Two lines in the listing below mark the span: one contains "env.add_template(name, source)" and one contains "target table page.". Reproduce both of them and everything between, exactly.

=== Begin Enclosure ===

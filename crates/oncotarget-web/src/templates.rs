//! Page templates, compiled into the binary.

use std::fmt::Write;

use minijinja::{context, escape_formatter, AutoEscape, Environment, ErrorKind, Output, State, Value};
use oncotarget_common::{EnrichmentSnapshot, OncotargetError};

const INDEX_HTML: &str = include_str!("../templates/index.html");
const LOADING_HTML: &str = include_str!("../templates/loading.html");

#[derive(Debug, Clone)]
pub struct Templates {
    env: Environment<'static>,
}

impl Templates {
    pub fn new() -> oncotarget_common::Result<Self> {
        let mut env = Environment::new();
        env.set_formatter(html_formatter);
        for (name, source) in [("index.html", INDEX_HTML), ("loading.html", LOADING_HTML)] {
            env.add_template(name, source)
                .map_err(|e| OncotargetError::Render(format!("{}: {}", name, e)))?;
        }
        Ok(Self { env })
    }

    /// The target table page.
    pub fn render_index(&self, snapshot: &EnrichmentSnapshot) -> Result<String, minijinja::Error> {
        self.env.get_template("index.html")?.render(context! {
            targets => &snapshot.targets,
            completed_at => snapshot.completed_at.format("%Y-%m-%d %H:%M UTC").to_string(),
            found => snapshot.found,
            unavailable => snapshot.unavailable,
        })
    }

    /// Shown while the first enrichment run is in progress.
    pub fn render_loading(&self, running: bool) -> Result<String, minijinja::Error> {
        self.env.get_template("loading.html")?.render(context! { running => running })
    }
}

/// HTML autoescape that leaves `/` alone, so names and URLs stay readable in the markup.
fn html_formatter(out: &mut Output, state: &State, value: &Value) -> Result<(), minijinja::Error> {
    let text = match value.as_str() {
        Some(text) if !value.is_safe() && matches!(state.auto_escape(), AutoEscape::Html) => text,
        _ => return escape_formatter(out, state, value),
    };

    for c in text.chars() {
        let written = match c {
            '&' => out.write_str("&amp;"),
            '<' => out.write_str("&lt;"),
            '>' => out.write_str("&gt;"),
            '"' => out.write_str("&quot;"),
            '\'' => out.write_str("&#x27;"),
            c => out.write_char(c),
        };
        written.map_err(|_| minijinja::Error::new(ErrorKind::WriteFailure, "failed to write output"))?;
    }
    Ok(())
}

=== End Enclosure ===

== Completed task ==
            env.add_template(name, source)
                .map_err(|e| OncotargetError::Render(format!("{}: {}", name, e)))?;
        }
        Ok(Self { env })
    }

    /// The target table page.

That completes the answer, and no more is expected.